Lembro que anos atrás, num velório, a mãe reencontrou um ex-vizinho que, pelos cálculos dela, já descansava a sete palmos. Diante da visão do além, cumprimentou-o com um elogio fúnebre: "Nossa.... O senhor continua velho". Nos rachamos até hoje com a gafe. Bem gostaria de mandá-la para o filósofo Gilles Lipovetsky, para que inclua em seus escritos sobre a hipermodernidade.

O culto à juventude se tornou, de fato, um saco. Reparem nas propagandas do Dia dos Pais. Em vez de homens com respeitáveis cabelos brancos, os modelos são rapagões nutridos com glutamina de baunilha. De minha parte, contudo, prefiro me deliciar com as cenas do "próximo capítulo" da história, das quais também já tenho o privilégio de desfrutar.

Meses atrás, ao tosar os cabelos que me restam, o cabeleireiro me confidenciou, julgando um agrado: "Deixei mais cheinho atrás para despistar a coroa de padre". Hã? Até então, eu gozava das benesses da ignorância: o espelho não manda notícias do cocuruto. Agora, peço "cheinho atrás", e que me arranque os pelos da orelha, sem dó.

Escutar mal é a pior parte da, digamos, "era da expansão abdominal". Dá rugas. Explico: a gente sempre esgrouvinha a cara ao perguntar "o quê?" repetidas vezes, com irritação. Além de inútil, o movimento da face usado para reativar a audição tende a imprimir sulcos do queixo à testa. O vaivém epidérmico não tem nenhum efeito comprovado no combate à papada. Nem nos deixa charmosos como o Herson Capri. O consolo é que a maior parte do que não escutamos não faz a menor diferença. Asseguro.
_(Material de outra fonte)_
//! Welcome screen commands: recent projects, new projects, opening one
use ceramic_core::RecentProject;
use std::path::{Path, PathBuf};
use std::sync::Arc;
use tauri::{AppHandle, Manager, State, Window};
use tauri_plugin_dialog::DialogExt;
use tauri_plugin_opener::OpenerExt;

use super::windows::{build_editor_window, next_editor_label, EditorInfo, WELCOME_WINDOW};
use super::CommandResult;
use crate::bridge::WindowSelectionBridge;
use crate::state::AppState;

#[tauri::command]
pub fn get_home_dir() -> CommandResult<String> {
    match dirs::home_dir() {
        Some(home) => CommandResult::ok(home.to_string_lossy().into_owned()),
        None => CommandResult::err("Home directory not found".to_string()),
    }
}

#[tauri::command]
pub fn get_recent_projects(state: State<AppState>) -> CommandResult<Vec<RecentProject>> {
    state.with_studio(|studio| studio.recent_projects()).into()
}

#[tauri::command]
pub fn remove_recent_project(state: State<AppState>, path: String) -> CommandResult<bool> {
    state.with_studio(|studio| studio.forget_project(&path)).into()
}

#[tauri::command]
pub fn validate_project_name(name: String) -> CommandResult<bool> {
    CommandResult::ok(ceramic_core::is_valid_project_name(&name))
}

#[tauri::command]
pub fn to_valid_project_id(from: String) -> CommandResult<String> {
    CommandResult::ok(ceramic_core::to_valid_project_id(&from))
}

/// Ask for the directory a new project goes into. `None` when cancelled.
#[tauri::command]
pub async fn request_new_project_target_dir(app: AppHandle) -> CommandResult<Option<String>> {
    let default_dir = app
        .state::<AppState>()
        .studio()
        .config()
        .default_projects_dir
        .clone();

    let picked = tauri::async_runtime::spawn_blocking(move || {
        let mut dialog = app
            .dialog()
            .file()
            .set_title("Select project destination")
            .set_can_create_directories(true);
        if default_dir.is_dir() {
            dialog = dialog.set_directory(&default_dir);
        }
        dialog.blocking_pick_folder()
    })
    .await;

    match picked {
        Ok(dir) => CommandResult::ok(dir.map(|dir| dir.to_string())),
        Err(e) => CommandResult::err(e.to_string()),
    }
}

/// Scaffold a project and return its root.
#[tauri::command]
pub fn create_new_project(
    state: State<AppState>,
    project_name: String,
    target_dir: Option<String>,
) -> CommandResult<String> {
    let target_dir = target_dir.map(PathBuf::from);
    state
        .with_studio(|studio| studio.create_project(target_dir.as_deref(), &project_name))
        .map(|root| root.to_string_lossy().into_owned())
        .into()
}

/// Open a project in a new editor window.
///
/// The editor starts with no tabs. Called from the welcome window, the
/// welcome window closes once the editor is up.
#[tauri::command]
pub async fn open_project(
    app: AppHandle,
    window: Window,
    project_path: String,
) -> CommandResult<EditorInfo> {
    let state = app.state::<AppState>();
    let label = next_editor_label();

    let editor = match state.with_studio(|studio| studio.open_editor(&label, Path::new(&project_path)))
    {
        Ok(editor) => editor,
        Err(e) => return CommandResult::err(e.to_string()),
    };

    editor
        .tabs()
        .subscribe(Arc::new(WindowSelectionBridge::new(app.clone(), &label)));

    if let Err(e) = build_editor_window(&app, &label, &editor.project_name()) {
        tracing::error!(window = %label, error = %e, "Failed to create editor window");
        if let Err(e) = state.with_studio(|studio| studio.close_editor(&label)) {
            tracing::warn!(window = %label, error = %e, "Failed to drop editor of unbuilt window");
        }
        return CommandResult::err(e.to_string());
    }

    if window.label() == WELCOME_WINDOW {
        if let Err(e) = window.close() {
            tracing::warn!(error = %e, "Failed to close welcome window");
        }
    }

    CommandResult::ok(EditorInfo::from(&editor))
}

#[tauri::command]
pub fn reveal_in_file_manager(app: AppHandle, path: String) -> CommandResult<()> {
    app.opener().reveal_item_in_dir(&path).into()
}
//! Editor window state
//!
//! One editor per open project window. Its tab state lives exactly as long
//! as the window and is never persisted.

use std::path::{Path, PathBuf};

use ceramic_tabs::TabRegistry;

use crate::error::CoreError;
use crate::Result;

pub struct Editor {
    /// Window label the editor is bound to
    label: String,
    /// Root of the project shown in the file tree
    project_root: PathBuf,
    tabs: TabRegistry,
}

impl Editor {
    pub fn new(label: impl Into<String>, project_root: impl Into<PathBuf>) -> Self {
        Self {
            label: label.into(),
            project_root: project_root.into(),
            tabs: TabRegistry::new(),
        }
    }

    pub fn label(&self) -> &str {
        &self.label
    }

    pub fn project_root(&self) -> &Path {
        &self.project_root
    }

    /// Window title: the project directory's name
    pub fn project_name(&self) -> String {
        project_name_for(&self.project_root)
    }

    pub fn tabs(&self) -> &TabRegistry {
        &self.tabs
    }

    /// Resolve a path the webview asked for, relative paths against the
    /// project root. Anything that ends up outside the project is refused,
    /// including through `..` or a symlink.
    pub fn resolve(&self, path: &Path) -> Result<PathBuf> {
        let root = self.project_root.canonicalize()?;
        let resolved = self.project_root.join(path).canonicalize()?;

        if !resolved.starts_with(&root) {
            return Err(CoreError::OutsideProject(path.to_path_buf()));
        }
        Ok(resolved)
    }
}

impl Clone for Editor {
    fn clone(&self) -> Self {
        Self {
            label: self.label.clone(),
            project_root: self.project_root.clone(),
            tabs: self.tabs.clone(),
        }
    }
}

pub(crate) fn project_name_for(root: &Path) -> String {
    root.file_name()
        .map(|name| name.to_string_lossy().into_owned())
        .unwrap_or_else(|| root.display().to_string())
}
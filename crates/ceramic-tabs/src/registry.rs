//! Tab Registry
//!
//! Holds the current tab state for one editor window and applies user
//! actions to it. Each transition replaces the whole snapshot, so a render
//! pass and a selection listener reading concurrently always agree.

use parking_lot::{Mutex, RwLock};
use std::sync::Arc;

use crate::action::TabAction;
use crate::selection::SelectionListener;
use crate::state::TabState;
use crate::tab::TabId;

pub struct TabRegistry {
    /// Current snapshot, swapped whole on every transition
    state: Arc<RwLock<Arc<TabState>>>,
    /// Serialises writers so no transition is computed from a stale snapshot
    writer: Arc<Mutex<()>>,
    /// Notified when the active tab moves or changes
    listeners: Arc<RwLock<Vec<Arc<dyn SelectionListener>>>>,
}

impl TabRegistry {
    pub fn new() -> Self {
        Self {
            state: Arc::new(RwLock::new(Arc::new(TabState::new()))),
            writer: Arc::new(Mutex::new(())),
            listeners: Arc::new(RwLock::new(Vec::new())),
        }
    }

    /// Current state. The snapshot never changes after it is handed out.
    pub fn snapshot(&self) -> Arc<TabState> {
        Arc::clone(&*self.state.read())
    }

    pub fn subscribe(&self, listener: Arc<dyn SelectionListener>) {
        self.listeners.write().push(listener);
    }

    /// Apply one action and return the resulting snapshot.
    pub fn dispatch(&self, action: TabAction) -> Arc<TabState> {
        let _writer = self.writer.lock();

        let previous = self.snapshot();
        let next = Arc::new(previous.apply(&action));
        debug_assert!(next.validate().is_ok(), "{:?} broke {:?}", action, next);

        tracing::debug!(
            op = action.as_str(),
            tab = %action.tab(),
            active = ?next.active_index(),
            preview = ?next.preview_index(),
            tabs = next.len(),
            "Tab transition"
        );

        *self.state.write() = Arc::clone(&next);

        if previous.active_index() != next.active_index()
            || previous.active_id() != next.active_id()
        {
            self.notify(next.active_id());
        }

        next
    }

    pub fn set_active_tab(&self, id: impl Into<TabId>) -> Arc<TabState> {
        self.dispatch(TabAction::SetActive(id.into()))
    }

    pub fn add_tab(&self, id: impl Into<TabId>) -> Arc<TabState> {
        self.dispatch(TabAction::Add(id.into()))
    }

    pub fn preview_tab(&self, id: impl Into<TabId>) -> Arc<TabState> {
        self.dispatch(TabAction::Preview(id.into()))
    }

    pub fn remove_tab(&self, id: impl Into<TabId>) -> Arc<TabState> {
        self.dispatch(TabAction::Remove(id.into()))
    }

    fn notify(&self, active: Option<&TabId>) {
        let listeners: Vec<_> = self.listeners.read().iter().cloned().collect();
        for listener in listeners {
            listener.active_tab_changed(active);
        }
    }
}

impl Default for TabRegistry {
    fn default() -> Self {
        Self::new()
    }
}

impl Clone for TabRegistry {
    fn clone(&self) -> Self {
        Self {
            state: Arc::clone(&self.state),
            writer: Arc::clone(&self.writer),
            listeners: Arc::clone(&self.listeners),
        }
    }
}
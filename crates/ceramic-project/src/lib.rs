//! Ceramic Project Support
//!
//! Everything the editor needs from the file system: the project tree shown
//! in the file browser, file contents for the editor pane, new projects
//! created from a template, and the list of recently opened projects.

mod error;
mod files;
mod kind;
mod name;
mod recent;
mod scaffold;

pub use error::ProjectError;
pub use files::{list_directory, read_file_contents, FileNode, FileRef};
pub use kind::{FileIcon, Lang};
pub use name::{is_valid_project_name, normalize_project_name, to_valid_project_id};
pub use recent::{RecentProject, RecentProjects};
pub use scaffold::scaffold_project;

pub type Result<T> = std::result::Result<T, ProjectError>;
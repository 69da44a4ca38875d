//! Selection bridge
//!
//! Forwards active tab changes of one editor to its window, so the editing
//! surface loads the newly selected file.

use ceramic_core::{FileRef, SelectionListener, TabId};
use tauri::{AppHandle, Emitter};

pub const ACTIVE_FILE_CHANGED: &str = "active-file-changed";

pub struct WindowSelectionBridge {
    app: AppHandle,
    label: String,
}

impl WindowSelectionBridge {
    pub fn new(app: AppHandle, label: impl Into<String>) -> Self {
        Self {
            app,
            label: label.into(),
        }
    }

    /// Event name scoped to the bridged window
    pub fn event_name(&self) -> String {
        format!("{}/{}", ACTIVE_FILE_CHANGED, self.label)
    }
}

impl SelectionListener for WindowSelectionBridge {
    fn active_tab_changed(&self, active: Option<&TabId>) {
        let payload = active.map(|id| FileRef::for_path(id.as_str()));

        if let Err(e) = self.app.emit(&self.event_name(), payload) {
            tracing::warn!(window = %self.label, error = %e, "Failed to emit active file change");
        }
    }
}
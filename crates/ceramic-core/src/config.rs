//! Studio configuration

use serde::{Deserialize, Serialize};
use std::path::{Path, PathBuf};

use crate::error::CoreError;
use crate::Result;

const CONFIG_FILE: &str = "config.json";
const TEMPLATE_DIR_ENV: &str = "CERAMIC_TEMPLATE_DIR";

#[derive(Debug, Clone, PartialEq, Serialize, Deserialize)]
pub struct Config {
    /// Path to the database file
    pub database_path: PathBuf,
    /// Template copied into every new project
    pub template_dir: PathBuf,
    /// Where new projects go unless the user picks another directory
    pub default_projects_dir: PathBuf,
    /// Number of recent projects kept on the welcome screen
    pub recent_projects_limit: usize,
    /// Entry names hidden from the file tree
    pub file_tree_ignored: Vec<String>,
}

/// Optional overrides read from `config.json` in the data directory.
#[derive(Debug, Default, Deserialize)]
#[serde(default)]
struct ConfigFile {
    template_dir: Option<PathBuf>,
    default_projects_dir: Option<PathBuf>,
    recent_projects_limit: Option<usize>,
    file_tree_ignored: Option<Vec<String>>,
}

impl Config {
    pub fn new(data_dir: PathBuf) -> Self {
        let default_projects_dir = dirs::home_dir()
            .map(|h| h.join("Projects"))
            .unwrap_or_else(|| data_dir.join("Projects"));

        Self {
            database_path: data_dir.join("studio.db"),
            template_dir: data_dir.join("templates").join("app"),
            default_projects_dir,
            recent_projects_limit: 10,
            file_tree_ignored: vec![".git".to_string(), "node_modules".to_string()],
        }
    }

    pub fn data_dir() -> PathBuf {
        dirs::data_local_dir()
            .map(|d| d.join("Ceramic Studio"))
            .unwrap_or_else(|| PathBuf::from(".ceramic"))
    }

    /// Defaults for `data_dir`, then `config.json` overrides, then the
    /// template directory from the environment.
    pub fn load(data_dir: &Path) -> Result<Self> {
        let mut config = Self::new(data_dir.to_path_buf());

        let file_path = data_dir.join(CONFIG_FILE);
        if file_path.is_file() {
            let raw = std::fs::read_to_string(&file_path)?;
            let file: ConfigFile = serde_json::from_str(&raw)?;
            config.apply(file);
            tracing::info!(path = %file_path.display(), "Loaded configuration overrides");
        }

        if let Some(dir) = std::env::var_os(TEMPLATE_DIR_ENV) {
            config.template_dir = PathBuf::from(dir);
        }

        config.validate()?;
        Ok(config)
    }

    fn apply(&mut self, file: ConfigFile) {
        if let Some(dir) = file.template_dir {
            self.template_dir = dir;
        }
        if let Some(dir) = file.default_projects_dir {
            self.default_projects_dir = dir;
        }
        if let Some(limit) = file.recent_projects_limit {
            self.recent_projects_limit = limit;
        }
        if let Some(ignored) = file.file_tree_ignored {
            self.file_tree_ignored = ignored;
        }
    }

    fn validate(&self) -> Result<()> {
        if self.recent_projects_limit == 0 {
            return Err(CoreError::Config(
                "recent_projects_limit must be at least 1".to_string(),
            ));
        }
        Ok(())
    }
}

impl Default for Config {
    fn default() -> Self {
        Self::new(Self::data_dir())
    }
}
//! Tab strip commands
//!
//! Every command works on the editor bound to the calling window and
//! answers with the whole strip, so the webview never patches tab state
//! on its own.
use ceramic_core::{FileIcon, TabAction, TabState};
use serde::Serialize;
use tauri::{State, Window};

use super::CommandResult;
use crate::state::AppState;

/// Wire value for "no tab"
const NO_TAB: i64 = -1;

#[derive(Debug, Serialize)]
#[serde(rename_all = "camelCase")]
pub struct TabInfo {
    pub path: String,
    pub name: String,
    pub icon: FileIcon,
    pub is_active: bool,
    pub is_preview: bool,
}

#[derive(Debug, Serialize)]
#[serde(rename_all = "camelCase")]
pub struct TabStripInfo {
    pub tabs: Vec<TabInfo>,
    pub active_index: i64,
    pub preview_index: i64,
}

impl From<&TabState> for TabStripInfo {
    fn from(state: &TabState) -> Self {
        let tabs = state
            .tabs()
            .iter()
            .enumerate()
            .map(|(index, id)| {
                let name = id.display_name().to_string();
                TabInfo {
                    path: id.as_str().to_string(),
                    icon: FileIcon::for_name(&name),
                    name,
                    is_active: state.active_index() == Some(index),
                    is_preview: state.preview_index() == Some(index),
                }
            })
            .collect();

        Self {
            tabs,
            active_index: wire_index(state.active_index()),
            preview_index: wire_index(state.preview_index()),
        }
    }
}

fn wire_index(index: Option<usize>) -> i64 {
    index.map_or(NO_TAB, |i| i as i64)
}

fn dispatch(window: &Window, state: &AppState, action: TabAction) -> CommandResult<TabStripInfo> {
    state
        .with_studio(|studio| Ok(studio.editor(window.label())?.tabs().dispatch(action)))
        .map(|snapshot| TabStripInfo::from(snapshot.as_ref()))
        .into()
}

#[tauri::command]
pub fn get_tabs(window: Window, state: State<AppState>) -> CommandResult<TabStripInfo> {
    state
        .with_studio(|studio| Ok(studio.editor(window.label())?.tabs().snapshot()))
        .map(|snapshot| TabStripInfo::from(snapshot.as_ref()))
        .into()
}

#[tauri::command]
pub fn set_active_tab(
    window: Window,
    state: State<AppState>,
    path: String,
) -> CommandResult<TabStripInfo> {
    dispatch(&window, &state, TabAction::SetActive(path.into()))
}

#[tauri::command]
pub fn add_tab(window: Window, state: State<AppState>, path: String) -> CommandResult<TabStripInfo> {
    dispatch(&window, &state, TabAction::Add(path.into()))
}

#[tauri::command]
pub fn preview_tab(
    window: Window,
    state: State<AppState>,
    path: String,
) -> CommandResult<TabStripInfo> {
    dispatch(&window, &state, TabAction::Preview(path.into()))
}

#[tauri::command]
pub fn remove_tab(
    window: Window,
    state: State<AppState>,
    path: String,
) -> CommandResult<TabStripInfo> {
    dispatch(&window, &state, TabAction::Remove(path.into()))
}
No mais, para que sofrer? Restam boas pedidas nesses anos incríveis nos quais os maduros conciliam o jurássico medo de vento encanado com a ilusão de que vão tirar férias em Marte. Uma das boas é se distrair lendo aquela frase debaixo dos letreiros: "Desde 1978". "Since 1986". Faz um bem danado à memória: em 1978 eu estava na oitava série e despistava a feiura das espinhas e penugens fingindo cantar "Stayin alive", dos Bee Gees. Em 1986, estava formado, lia Milan Kundera e cantarolava feito bobo, que ironia, "Volver a los 17...": "Como el musguito en la piedra, ay si, si, si....".
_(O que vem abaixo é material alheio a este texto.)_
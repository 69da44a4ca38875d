use proptest::prelude::*;
use proptest::sample::Index;

use crate::{TabAction, TabId, TabState};

const PATHS: &[&str] = &[
    "a.ts",
    "b.ts",
    "c.ts",
    "d.ts",
    "src/e.tsx",
    "src/nested/f.json",
];

/// Never produced by `tab_id()`, so it is guaranteed not to be open.
const FRESH: &str = "fresh/unopened.md";

fn tab_id() -> impl Strategy<Value = TabId> {
    prop::sample::select(PATHS).prop_map(TabId::from)
}

fn action() -> impl Strategy<Value = TabAction> {
    prop_oneof![
        tab_id().prop_map(TabAction::SetActive),
        tab_id().prop_map(TabAction::Add),
        tab_id().prop_map(TabAction::Preview),
        tab_id().prop_map(TabAction::Remove),
    ]
}

fn actions() -> impl Strategy<Value = Vec<TabAction>> {
    prop::collection::vec(action(), 0..48)
}

fn replay(actions: &[TabAction]) -> TabState {
    actions
        .iter()
        .fold(TabState::new(), |state, action| state.apply(action))
}

fn reachable_state() -> impl Strategy<Value = TabState> {
    actions().prop_map(|actions| replay(&actions))
}

fn open_tab(state: &TabState, pick: Index) -> TabId {
    state.tabs()[pick.index(state.len())].clone()
}

proptest! {
    /// Every prefix of every action sequence is a valid state.
    #[test]
    fn prop_invariants_hold_after_every_transition(actions in actions()) {
        let mut state = TabState::new();
        for action in &actions {
            state = state.apply(action);

            prop_assert!(state.validate().is_ok(), "{:?} -> {:?}", action, state);

            let mut unique = state.tabs().to_vec();
            unique.sort();
            unique.dedup();
            prop_assert_eq!(unique.len(), state.len());

            prop_assert_eq!(state.active_index().is_none(), state.is_empty());
            prop_assert!(state.preview_index().map_or(true, |i| i < state.len()));
        }
    }

    #[test]
    fn prop_set_active_is_idempotent(state in reachable_state(), pick in any::<Index>()) {
        prop_assume!(!state.is_empty());
        let id = open_tab(&state, pick);

        let once = state.set_active_tab(&id);
        let twice = once.set_active_tab(&id);

        prop_assert_eq!(&once, &twice);
        prop_assert_eq!(once.active_id(), Some(&id));
        prop_assert_eq!(once.tabs(), state.tabs());
        prop_assert_eq!(once.preview_index(), state.preview_index());
    }

    #[test]
    fn prop_set_active_ignores_unopened_tab(state in reachable_state()) {
        prop_assert_eq!(state.set_active_tab(&TabId::from(FRESH)), state);
    }

    #[test]
    fn prop_preview_replaces_old_preview(state in reachable_state()) {
        let Some(slot) = state.preview_index() else {
            return Ok(());
        };
        let old = state.tabs()[slot].clone();
        let fresh = TabId::from(FRESH);

        let next = state.preview_tab(&fresh);

        prop_assert!(!next.contains(&old));
        prop_assert_eq!(next.len(), state.len());
        prop_assert_eq!(next.position(&fresh), Some(slot));
        prop_assert_eq!(next.active_index(), Some(slot));
        prop_assert_eq!(next.preview_index(), Some(slot));
    }

    #[test]
    fn prop_preview_never_accumulates(actions in actions()) {
        // Previewing alone never grows the strip past one tab.
        let previews: Vec<TabAction> = actions
            .into_iter()
            .map(|action| TabAction::Preview(action.tab().clone()))
            .collect();
        let state = replay(&previews);
        prop_assert!(state.len() <= 1);
    }

    #[test]
    fn prop_add_promotes_preview_in_place(state in reachable_state()) {
        let Some(slot) = state.preview_index() else {
            return Ok(());
        };
        let id = state.tabs()[slot].clone();

        let next = state.add_tab(&id);

        prop_assert_eq!(next.preview_index(), None);
        prop_assert_eq!(next.active_index(), Some(slot));
        prop_assert_eq!(next.tabs(), state.tabs());
    }

    #[test]
    fn prop_add_opens_right_of_active(state in reachable_state()) {
        let fresh = TabId::from(FRESH);
        let expected = state.active_index().map_or(0, |i| i + 1);

        let next = state.add_tab(&fresh);

        prop_assert_eq!(next.len(), state.len() + 1);
        prop_assert_eq!(next.position(&fresh), Some(expected));
        prop_assert_eq!(next.active_index(), Some(expected));
        prop_assert_eq!(next.preview_id(), state.preview_id());
    }

    #[test]
    fn prop_remove_closes_exactly_one_tab(state in reachable_state(), pick in any::<Index>()) {
        prop_assume!(!state.is_empty());
        let id = open_tab(&state, pick);

        let next = state.remove_tab(&id);

        prop_assert!(!next.contains(&id));
        prop_assert_eq!(next.len(), state.len() - 1);

        let mut survivors = state.tabs().to_vec();
        survivors.retain(|t| t != &id);
        prop_assert_eq!(next.tabs(), survivors.as_slice());

        if state.active_id() != Some(&id) {
            prop_assert_eq!(next.active_id(), state.active_id());
        }
        if state.preview_id() != Some(&id) {
            prop_assert_eq!(next.preview_id(), state.preview_id());
        } else {
            prop_assert_eq!(next.preview_index(), None);
        }
    }

    #[test]
    fn prop_closing_everything_empties_state(state in reachable_state()) {
        let ids = state.tabs().to_vec();
        let closed = ids.iter().fold(state, |state, id| state.remove_tab(id));

        prop_assert_eq!(closed, TabState::new());
    }
}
A bagagem do tempo também nos brinda com um estranho fenômeno. Podemos recordar muito bem como as pessoas eram em priscas eras. Eu compararia esse dispositivo a um arquivo de filmes com disparo instantâneo. A gente encontra um conhecido, pode até pensar "puxa, que estrago", mas logo percebe que o sorriso de guria sobreviveu à tez amarfanhada; que os modos de piá desafiam as olheiras profundas.

Graças a esse bônus da vida, olho para minha mãe septuagenária e ainda a vejo secando os longos cabelos na sacada de uma casa no Novo Mundo. E também me percebo em camadas. Dias atrás, uma amiga tomou minha RG "para ver como eu era..." Mas sou eu naquela foto. Ela debocha. OK. Mas no tempo daquele 3 x 4 o cabelo não parava no lugar, ó juba indomável! Quanto tempo perdido nos espelhos. Bendita calvície.